La lutte à la chefferie du Parti québécois
Les angles morts d’une course
Sept mois. Telle est la durée de la course à la direction du Parti québécois (PQ), entre les premières annonces officielles de candidatures et le premier tour de scrutin de la mi-mai. Cette longue période, normalement propice à de riches échanges et réflexions, aura-t-elle bien servi le parti ? A-t-elle pour effet de le remettre en selle et de le positionner clairement sur les enjeux de l’heure ?
Au moment d’aller sous presse, force est d’admettre que cette course, quoique loin d’être terminée, n’aura pas permis au PQ de faire un véritable bilan critique de sa défaite historique d’avril 2014. Les tabous qui étaient ceux du parti il y a un an restent les mêmes aujourd’hui. Il est presque interdit d’y aborder publiquement les questions suivantes : la charte des valeurs a-t-elle mis le feu à la prairie souverainiste ? A-t-on bien fait de vouloir marauder ouvertement l’électorat caquiste ? Un Berlusconi québécois peut-il conserver ses titres de propriété sur l’empire Québecor tout en dirigeant le PQ ? Le parti doit-il être pour ou contre le déficit zéro et les mesures d’austérité ? A-t-il l’intention, s’il prend le pouvoir, de revoir la colonne des revenus de l’État, donc d’imposer les gains sur le capital et d’accroître la part fiscale de la grande entreprise ?

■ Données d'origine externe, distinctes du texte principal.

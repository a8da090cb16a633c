// SPDX-License-Identifier: Apache-2.0
// © James Ross Ω FLYING•ROBOTS <https://github.com/flyingrobots>
//! In-process job queue driven by a tokio interval.

use std::collections::{BTreeMap, HashMap};
use std::sync::{Arc, Mutex, MutexGuard, PoisonError, RwLock};
use std::time::Duration;

use refcache_core::EvictionConfig;
use tokio::task::JoinHandle;
use tokio::time;
use tracing::{debug, info, instrument, warn};

use crate::{
    Clock, CompletionCallback, DrainedCallback, Job, JobHandler, JobId, JobPayload, JobQueue,
    QueueError, SystemClock,
};

/// [`JobQueue`] holding jobs in memory.
///
/// Jobs run from [`run_due`](Self::run_due), either called directly or from
/// the [`run`](Self::run) tick loop. Handlers and callbacks are invoked with
/// no internal lock held, so they may call back into the queue.
pub struct MemoryJobQueue<C: Clock = SystemClock> {
    clock: C,
    state: Mutex<QueueState>,
    handlers: RwLock<HashMap<String, JobHandler>>,
    completed: RwLock<Vec<CompletionCallback>>,
    drained: RwLock<Vec<DrainedCallback>>,
}

#[derive(Default)]
struct QueueState {
    next_id: JobId,
    jobs: BTreeMap<JobId, Job>,
    closed: bool,
}

impl MemoryJobQueue<SystemClock> {
    /// Queue on the system clock.
    pub fn new() -> Self {
        Self::with_clock(SystemClock)
    }
}

impl Default for MemoryJobQueue<SystemClock> {
    fn default() -> Self {
        Self::new()
    }
}

impl<C: Clock> MemoryJobQueue<C> {
    /// Queue reading time from `clock`.
    pub fn with_clock(clock: C) -> Self {
        Self {
            clock,
            state: Mutex::new(QueueState::default()),
            handlers: RwLock::new(HashMap::new()),
            completed: RwLock::new(Vec::new()),
            drained: RwLock::new(Vec::new()),
        }
    }

    /// Number of pending jobs.
    pub fn len(&self) -> usize {
        self.state().jobs.len()
    }

    /// Returns `true` if no job is pending.
    pub fn is_empty(&self) -> bool {
        self.state().jobs.is_empty()
    }

    /// Stop accepting new jobs. Pending jobs still run.
    pub fn close(&self) {
        self.state().closed = true;
    }

    /// Run every job whose time has come. Returns how many ran.
    pub fn run_due(&self) -> usize {
        let now = self.clock.now_ms();
        let (due, empty) = {
            let mut state = self.state();
            let ids: Vec<JobId> = state
                .jobs
                .values()
                .filter(|job| job.payload.execute_at <= now)
                .map(|job| job.id)
                .collect();
            let due: Vec<Job> = ids
                .into_iter()
                .filter_map(|id| state.jobs.remove(&id))
                .collect();
            (due, state.jobs.is_empty())
        };
        if due.is_empty() {
            return 0;
        }

        for job in &due {
            let handler = self
                .handlers
                .read()
                .unwrap_or_else(PoisonError::into_inner)
                .get(&job.kind)
                .cloned();
            match handler {
                Some(handler) => handler(job),
                None => warn!(kind = job.kind.as_str(), id = job.id, "no handler for job kind, dropped"),
            }
        }
        debug!(executed = due.len(), "ran due jobs");

        let completed = self
            .completed
            .read()
            .unwrap_or_else(PoisonError::into_inner)
            .clone();
        for callback in completed {
            callback(&due);
        }
        if empty {
            let drained = self
                .drained
                .read()
                .unwrap_or_else(PoisonError::into_inner)
                .clone();
            for callback in drained {
                callback();
            }
        }
        due.len()
    }

    /// Tick forever, running due jobs every `interval`.
    ///
    /// Spawn it and abort the task to stop.
    #[instrument(skip(self))]
    pub async fn run(&self, interval: Duration) {
        let mut ticker = time::interval(interval);
        info!("Job queue started. Tick interval: {:?}", interval);
        loop {
            ticker.tick().await;
            self.run_due();
        }
    }

    /// Spawn [`run`](Self::run) ticking every `config.tick_interval_ms`.
    ///
    /// Abort the returned handle to stop.
    pub fn spawn_ticker(self: &Arc<Self>, config: &EvictionConfig) -> JoinHandle<()> {
        let queue = Arc::clone(self);
        let interval = tick_interval(config);
        tokio::spawn(async move { queue.run(interval).await })
    }

    fn state(&self) -> MutexGuard<'_, QueueState> {
        self.state.lock().unwrap_or_else(PoisonError::into_inner)
    }
}

/// Tick period for `config`. A zero interval is raised to one millisecond,
/// since `tokio::time::interval` rejects a zero period.
pub fn tick_interval(config: &EvictionConfig) -> Duration {
    Duration::from_millis(config.tick_interval_ms.max(1))
}

impl<C: Clock> JobQueue for MemoryJobQueue<C> {
    async fn add_job(&self, kind: &str, payload: JobPayload) -> Result<JobId, QueueError> {
        let mut state = self.state();
        if state.closed {
            return Err(QueueError::Closed);
        }
        state.next_id += 1;
        let id = state.next_id;
        state.jobs.insert(
            id,
            Job {
                id,
                kind: kind.to_owned(),
                payload,
            },
        );
        Ok(id)
    }

    async fn list_jobs(&self) -> Result<Vec<Job>, QueueError> {
        Ok(self.state().jobs.values().cloned().collect())
    }

    async fn update_job_execution_time(&self, job: &Job) -> Result<bool, QueueError> {
        let mut state = self.state();
        Ok(match state.jobs.get_mut(&job.id) {
            Some(pending) => {
                pending.payload.execute_at = job.payload.execute_at;
                true
            }
            None => false,
        })
    }

    async fn remove_job(&self, id: JobId) -> Result<bool, QueueError> {
        Ok(self.state().jobs.remove(&id).is_some())
    }

    fn register_handler(&self, kind: &str, handler: JobHandler) {
        self.handlers
            .write()
            .unwrap_or_else(PoisonError::into_inner)
            .insert(kind.to_owned(), handler);
    }

    fn on_complete(&self, callback: CompletionCallback) {
        self.completed
            .write()
            .unwrap_or_else(PoisonError::into_inner)
            .push(callback);
    }

    fn on_drained(&self, callback: DrainedCallback) {
        self.drained
            .write()
            .unwrap_or_else(PoisonError::into_inner)
            .push(callback);
    }
}

#[cfg(test)]
#[allow(clippy::unwrap_used)]
mod tests {
    use super::*;
    use crate::ManualClock;
    use std::sync::atomic::{AtomicUsize, Ordering};
    use std::sync::Arc;

    fn payload(id: &str, at: u64) -> JobPayload {
        JobPayload {
            entity_id: id.into(),
            execute_at: at,
        }
    }

    #[tokio::test]
    async fn only_due_jobs_run_and_callbacks_see_the_batch() {
        let clock = ManualClock::at(100);
        let queue = MemoryJobQueue::with_clock(clock.clone());
        let ran = Arc::new(Mutex::new(Vec::new()));
        let batches = Arc::new(AtomicUsize::new(0));
        let drains = Arc::new(AtomicUsize::new(0));

        let sink = ran.clone();
        queue.register_handler(
            "k",
            Arc::new(move |job: &Job| sink.lock().unwrap().push(job.payload.entity_id.clone())),
        );
        let counter = batches.clone();
        queue.on_complete(Arc::new(move |jobs: &[Job]| {
            counter.fetch_add(jobs.len(), Ordering::SeqCst);
        }));
        let drained = drains.clone();
        queue.on_drained(Arc::new(move || {
            drained.fetch_add(1, Ordering::SeqCst);
        }));

        queue.add_job("k", payload("a", 50)).await.unwrap();
        queue.add_job("k", payload("b", 200)).await.unwrap();

        assert_eq!(queue.run_due(), 1);
        assert_eq!(*ran.lock().unwrap(), vec!["a".to_owned()]);
        assert_eq!(drains.load(Ordering::SeqCst), 0);

        clock.set(200);
        assert_eq!(queue.run_due(), 1);
        assert_eq!(batches.load(Ordering::SeqCst), 2);
        assert_eq!(drains.load(Ordering::SeqCst), 1);
        assert!(queue.is_empty());
        assert_eq!(queue.run_due(), 0);
        assert_eq!(drains.load(Ordering::SeqCst), 1);
    }

    #[tokio::test]
    async fn update_and_remove_report_whether_the_job_was_pending() {
        let queue = MemoryJobQueue::with_clock(ManualClock::at(0));
        let id = queue.add_job("k", payload("a", 10)).await.unwrap();
        let mut job = queue.list_jobs().await.unwrap().remove(0);
        job.payload.execute_at = 20;
        assert!(queue.update_job_execution_time(&job).await.unwrap());
        assert_eq!(queue.list_jobs().await.unwrap()[0].payload.execute_at, 20);
        assert!(queue.remove_job(id).await.unwrap());
        assert!(!queue.remove_job(id).await.unwrap());
        assert!(!queue.update_job_execution_time(&job).await.unwrap());
    }

    #[tokio::test]
    async fn jobs_without_handler_are_dropped() {
        let queue = MemoryJobQueue::with_clock(ManualClock::at(5));
        queue.add_job("orphan", payload("a", 1)).await.unwrap();
        assert_eq!(queue.run_due(), 1);
        assert!(queue.is_empty());
    }

    #[tokio::test]
    async fn closed_queue_rejects_new_jobs() {
        let queue = MemoryJobQueue::with_clock(ManualClock::at(0));
        queue.close();
        assert_eq!(queue.add_job("k", payload("a", 1)).await, Err(QueueError::Closed));
    }

    #[tokio::test(start_paused = true)]
    async fn tick_loop_runs_due_jobs() {
        let clock = ManualClock::at(0);
        let queue = Arc::new(MemoryJobQueue::with_clock(clock.clone()));
        let hits = Arc::new(AtomicUsize::new(0));
        let counter = hits.clone();
        queue.register_handler(
            "k",
            Arc::new(move |_: &Job| {
                counter.fetch_add(1, Ordering::SeqCst);
            }),
        );
        queue.add_job("k", payload("a", 0)).await.unwrap();

        let runner = queue.clone();
        let task = tokio::spawn(async move { runner.run(Duration::from_millis(10)).await });
        tokio::time::sleep(Duration::from_millis(25)).await;
        task.abort();
        assert_eq!(hits.load(Ordering::SeqCst), 1);
    }

    #[tokio::test(start_paused = true)]
    async fn ticker_follows_configured_interval() {
        let clock = ManualClock::at(0);
        let queue = Arc::new(MemoryJobQueue::with_clock(clock.clone()));
        let hits = Arc::new(AtomicUsize::new(0));
        let counter = hits.clone();
        queue.register_handler(
            "k",
            Arc::new(move |_: &Job| {
                counter.fetch_add(1, Ordering::SeqCst);
            }),
        );
        queue.add_job("k", payload("a", 100)).await.unwrap();
        let config = EvictionConfig {
            tick_interval_ms: 1_000,
            ..EvictionConfig::default()
        };
        let task = queue.spawn_ticker(&config);

        // First tick is immediate; the job is not due yet.
        tokio::time::sleep(Duration::from_millis(10)).await;
        clock.set(100);
        tokio::time::sleep(Duration::from_millis(500)).await;
        assert_eq!(hits.load(Ordering::SeqCst), 0);
        tokio::time::sleep(Duration::from_millis(600)).await;
        assert_eq!(hits.load(Ordering::SeqCst), 1);
        task.abort();
    }

    #[test]
    fn zero_tick_interval_is_clamped() {
        let config = EvictionConfig {
            tick_interval_ms: 0,
            ..EvictionConfig::default()
        };
        assert_eq!(tick_interval(&config), Duration::from_millis(1));
        assert_eq!(
            tick_interval(&EvictionConfig::default()),
            Duration::from_millis(250)
        );
    }
}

Nécessité de bien lire la polarisation gauche/droite
Signalons d’abord que la défaite du 7 avril, dont les causes sont multiples, peut être envisagée en outre comme une conséquence logique du dévoiement du mandat démocratique obtenu le 4 septembre 2012. Robin Philpot l’analyse fort justement [1], cette courte victoire électorale était la résultante d’une mobilisation citoyenne unique, impulsée elle-même par le mouvement des carrés rouges. Sans l’immense colère populaire contre le gouvernement réactionnaire de Jean Charest, jamais le PQ n’aurait pu prendre le pouvoir [2]. Or, que s’empresse de faire ce parti une fois élu, sinon tourner le dos à la base sociale à laquelle il doit, en partie, son fragile mandat ? Dix-huit mois plus tard, à force de rupture d’engagements électoraux et de catho-laïcité intensive, le divorce était consommé.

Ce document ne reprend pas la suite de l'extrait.